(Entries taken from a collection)
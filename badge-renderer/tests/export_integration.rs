//! Integration tests for card export (badge-renderer).
//!
//! Covers physical sizing, duplex output, batch personalization with failing
//! records, cancellation, placeholders for unreadable content and the async
//! pipeline.

use std::sync::Arc;

use badge_core::{
    Background, Element, ElementKind, Project, RecordError, Side, TextAlign, Transform,
    Variable, VariableType, VariableValues,
};
use badge_renderer::{
    BackgroundMode, CancelFlag, CardExporter, ExportConfig, ExportPipeline, JobState,
    RecordFailure, RenderError,
};

fn exporter_at(dpi: f64) -> CardExporter {
    CardExporter::new(ExportConfig {
        dpi: Some(dpi),
        load_system_fonts: false,
        ..ExportConfig::default()
    })
}

fn two_tone_project() -> Project {
    let mut project = Project::cr80("Duplex");
    project.recto.background = Background::Color("#ff0000".to_string());
    project.verso.background = Background::Color("#0000ff".to_string());
    project
}

fn name_badge() -> Project {
    let mut project = Project::cr80("Conference");
    project
        .variables
        .push(Variable::new("name", VariableType::Text).required());
    project.recto.elements.push(
        Element::new(ElementKind::Text {
            content: "{name}".to_string(),
            font_family: "sans-serif".to_string(),
            font_size: 10.0,
            color: "#000000".to_string(),
            align: TextAlign::Left,
            bold: true,
        })
        .with_transform(Transform::at(5.0, 5.0, 60.0, 8.0)),
    );
    project
}

fn record(name: &str) -> VariableValues {
    let mut values = VariableValues::new();
    values.insert("name".to_string(), name.to_string());
    values
}

/// Count page objects (`/Type /Page`, not `/Type /Pages`).
fn count_pdf_pages(pdf: &[u8]) -> usize {
    let mut count = 0;
    let mut rest = pdf;
    while let Some(pos) = find(rest, b"/Type") {
        let mut after = &rest[pos + 5..];
        while after.first().is_some_and(u8::is_ascii_whitespace) {
            after = &after[1..];
        }
        if after.starts_with(b"/Page") && after.get(5) != Some(&b's') {
            count += 1;
        }
        rest = &rest[pos + 5..];
    }
    count
}

fn find(haystack: &[u8], needle: &[u8]) -> Option<usize> {
    haystack.windows(needle.len()).position(|w| w == needle)
}

// ==========================================================================
// Physical sizing
// ==========================================================================

#[test]
fn test_cr80_png_at_300_dpi_doubled() {
    let mut project = Project::cr80("Size");
    project
        .variables
        .push(Variable::new("firstName", VariableType::Text).required());
    project.recto.elements.push(
        Element::new(ElementKind::Text {
            content: "Hello {firstName}".to_string(),
            font_family: "sans-serif".to_string(),
            font_size: 12.0,
            color: "#000000".to_string(),
            align: TextAlign::Left,
            bold: false,
        })
        .with_transform(Transform::at(5.0, 5.0, 60.0, 8.0)),
    );
    let mut values = VariableValues::new();
    values.insert("firstName".to_string(), "Ada".to_string());

    let exporter = CardExporter::new(ExportConfig {
        dpi: Some(300.0),
        multiplier: 2.0,
        load_system_fonts: false,
        ..ExportConfig::default()
    });
    let output = exporter
        .export_png(&project, Side::Recto, Some(&values))
        .expect("png");
    assert!(output.diagnostics.is_empty());

    let decoded = image::load_from_memory(&output.bytes).expect("decode png");
    assert_eq!((decoded.width(), decoded.height()), (2022, 1275));
}

#[test]
fn test_project_dpi_used_without_override() {
    let mut project = Project::cr80("Draft");
    project.dimensions.dpi = 150.0;
    let exporter = CardExporter::new(ExportConfig {
        load_system_fonts: false,
        ..ExportConfig::default()
    });
    assert_eq!(exporter.output_dimensions(&project), (506, 319));
}

#[test]
fn test_single_side_pdf() {
    let output = exporter_at(72.0)
        .export_pdf(&two_tone_project(), Side::Verso, None)
        .expect("pdf");
    assert!(output.bytes.starts_with(b"%PDF-"));
    assert_eq!(count_pdf_pages(&output.bytes), 1);
}

// ==========================================================================
// Duplex
// ==========================================================================

#[test]
fn test_duplex_sides_differ() {
    let project = two_tone_project();
    let exporter = exporter_at(72.0);

    let recto = exporter.rasterize(&project, Side::Recto, None).expect("recto");
    let verso = exporter.rasterize(&project, Side::Verso, None).expect("verso");
    assert_ne!(recto.pixmap.data(), verso.pixmap.data());

    let r = recto.pixmap.pixel(5, 5).expect("pixel");
    let v = verso.pixmap.pixel(5, 5).expect("pixel");
    assert_eq!((r.red(), r.blue()), (255, 0));
    assert_eq!((v.red(), v.blue()), (0, 255));
}

#[test]
fn test_duplex_pdf_has_two_pages() {
    let output = exporter_at(72.0)
        .export_duplex_pdf(&two_tone_project(), None)
        .expect("duplex");
    assert!(output.bytes.starts_with(b"%PDF-"));
    assert_eq!(count_pdf_pages(&output.bytes), 2);
}

// ==========================================================================
// Batch
// ==========================================================================

#[test]
fn test_batch_skips_failing_record() {
    let project = name_badge();
    let records = vec![
        record("Ada"),
        record("Grace"),
        VariableValues::new(),
        record("Edsger"),
        record("Barbara"),
    ];

    let report = exporter_at(72.0)
        .export_batch(&project, &records, false, &CancelFlag::new())
        .expect("batch");

    assert_eq!(report.pages, 4);
    assert_eq!(report.succeeded, 4);
    assert_eq!(report.failures.len(), 1);
    assert_eq!(report.failures[0].index, 2);
    assert!(!report.cancelled);
    let pdf = report.pdf.as_deref().expect("pdf");
    assert_eq!(count_pdf_pages(pdf), 4);
    assert!(report.summary().contains("record 3: missing required variable(s): name"));
}

#[test]
fn test_control_characters_in_values_do_not_abort_batch() {
    let records = vec![
        record("Ada"),
        record("Gr\u{1}ace"),
        record("Edsger\u{c}"),
        record("Barbara"),
        record("Alan"),
    ];
    let report = exporter_at(72.0)
        .export_batch(&name_badge(), &records, false, &CancelFlag::new())
        .expect("batch");
    assert_eq!(report.pages, 5);
    assert!(report.failures.is_empty());
    assert!(report.pdf.is_some());
}

#[test]
fn test_rejected_record_reports_reason() {
    let report = exporter_at(72.0)
        .export_batch(
            &name_badge(),
            &[record("Ada"), VariableValues::new()],
            false,
            &CancelFlag::new(),
        )
        .expect("batch");
    assert_eq!(report.failures.len(), 1);
    assert!(matches!(
        report.failures[0].error,
        RecordFailure::Rejected(RecordError::MissingRequired { .. })
    ));
}

#[test]
fn test_duplex_batch_prints_both_sides_per_record() {
    let report = exporter_at(72.0)
        .export_batch(
            &name_badge(),
            &[record("Ada"), record("Grace")],
            true,
            &CancelFlag::new(),
        )
        .expect("batch");
    assert_eq!(report.pages, 4);
    assert!(report.failures.is_empty());
}

#[test]
fn test_batch_with_no_successful_record_has_no_pdf() {
    let report = exporter_at(72.0)
        .export_batch(
            &name_badge(),
            &[VariableValues::new(), VariableValues::new()],
            false,
            &CancelFlag::new(),
        )
        .expect("batch");
    assert!(report.pdf.is_none());
    assert_eq!(report.failures.len(), 2);
}

#[test]
fn test_cancelled_batch_stops_early() {
    let cancel = CancelFlag::new();
    cancel.cancel();
    let report = exporter_at(72.0)
        .export_batch(&name_badge(), &[record("Ada"), record("Grace")], false, &cancel)
        .expect("batch");
    assert!(report.cancelled);
    assert_eq!(report.pages, 0);
    assert!(report.pdf.is_none());
}

// ==========================================================================
// Placeholders
// ==========================================================================

#[test]
fn test_unreachable_image_becomes_placeholder() {
    let mut project = Project::cr80("Photo");
    let photo = Element::new(ElementKind::Image {
        src: "http://127.0.0.1:9/photo.png".to_string(),
        crop: None,
    })
    .with_transform(Transform::at(5.0, 5.0, 25.0, 30.0));
    let photo_id = photo.id.clone();
    project.recto.elements.push(photo);

    let output = exporter_at(72.0)
        .export_png(&project, Side::Recto, None)
        .expect("export still succeeds");

    assert_eq!(output.diagnostics.len(), 1);
    assert_eq!(output.diagnostics[0].element_id, Some(photo_id));
    assert_eq!(output.diagnostics[0].side, Side::Recto);

    let json = serde_json::to_value(&output.diagnostics[0]).expect("json");
    assert_eq!(json["side"], "recto");
    assert!(json["elementId"].is_string());
}

#[test]
fn test_solid_background_override() {
    let exporter = CardExporter::new(ExportConfig {
        dpi: Some(72.0),
        background: BackgroundMode::Solid("#00ff00".to_string()),
        load_system_fonts: false,
        ..ExportConfig::default()
    });
    let raster = exporter
        .rasterize(&two_tone_project(), Side::Recto, None)
        .expect("raster");
    let px = raster.pixmap.pixel(1, 1).expect("pixel");
    assert_eq!((px.red(), px.green(), px.blue()), (0, 255, 0));
}

// ==========================================================================
// Async pipeline
// ==========================================================================

#[tokio::test]
async fn test_pipeline_batch() {
    let pipeline = ExportPipeline::new(exporter_at(72.0));
    let report = pipeline
        .export_batch(
            Arc::new(name_badge()),
            vec![record("Ada"), VariableValues::new()],
            false,
            CancelFlag::new(),
        )
        .await
        .expect("batch");
    assert_eq!(report.pages, 1);
    assert_eq!(report.failures.len(), 1);
    assert_eq!(pipeline.state(), JobState::Success);
}

#[tokio::test]
async fn test_pipeline_strict_single_export_error() {
    let pipeline = ExportPipeline::new(exporter_at(72.0));
    let result = pipeline
        .export_duplex_pdf(Arc::new(name_badge()), Some(VariableValues::new()))
        .await;
    assert!(matches!(result, Err(RenderError::Record(_))));
    assert!(matches!(pipeline.state(), JobState::Failed(_)));

    let ok = pipeline
        .export_duplex_pdf(Arc::new(name_badge()), Some(record("Ada")))
        .await
        .expect("duplex");
    assert_eq!(count_pdf_pages(&ok.bytes), 2);
    assert_eq!(pipeline.state(), JobState::Success);
}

- **Required action**: Only one stretch of the data above is needed. Restate it word for word, from the line containing "async fn test_pipeline_strict_single_export_error()" through the line containing "assert!(matches!(pipeline.state(), JobState::Failed(_)));", both ends included.

- **Reply**:
async fn test_pipeline_strict_single_export_error() {
    let pipeline = ExportPipeline::new(exporter_at(72.0));
    let result = pipeline
        .export_duplex_pdf(Arc::new(name_badge()), Some(VariableValues::new()))
        .await;
    assert!(matches!(result, Err(RenderError::Record(_))));
    assert!(matches!(pipeline.state(), JobState::Failed(_)));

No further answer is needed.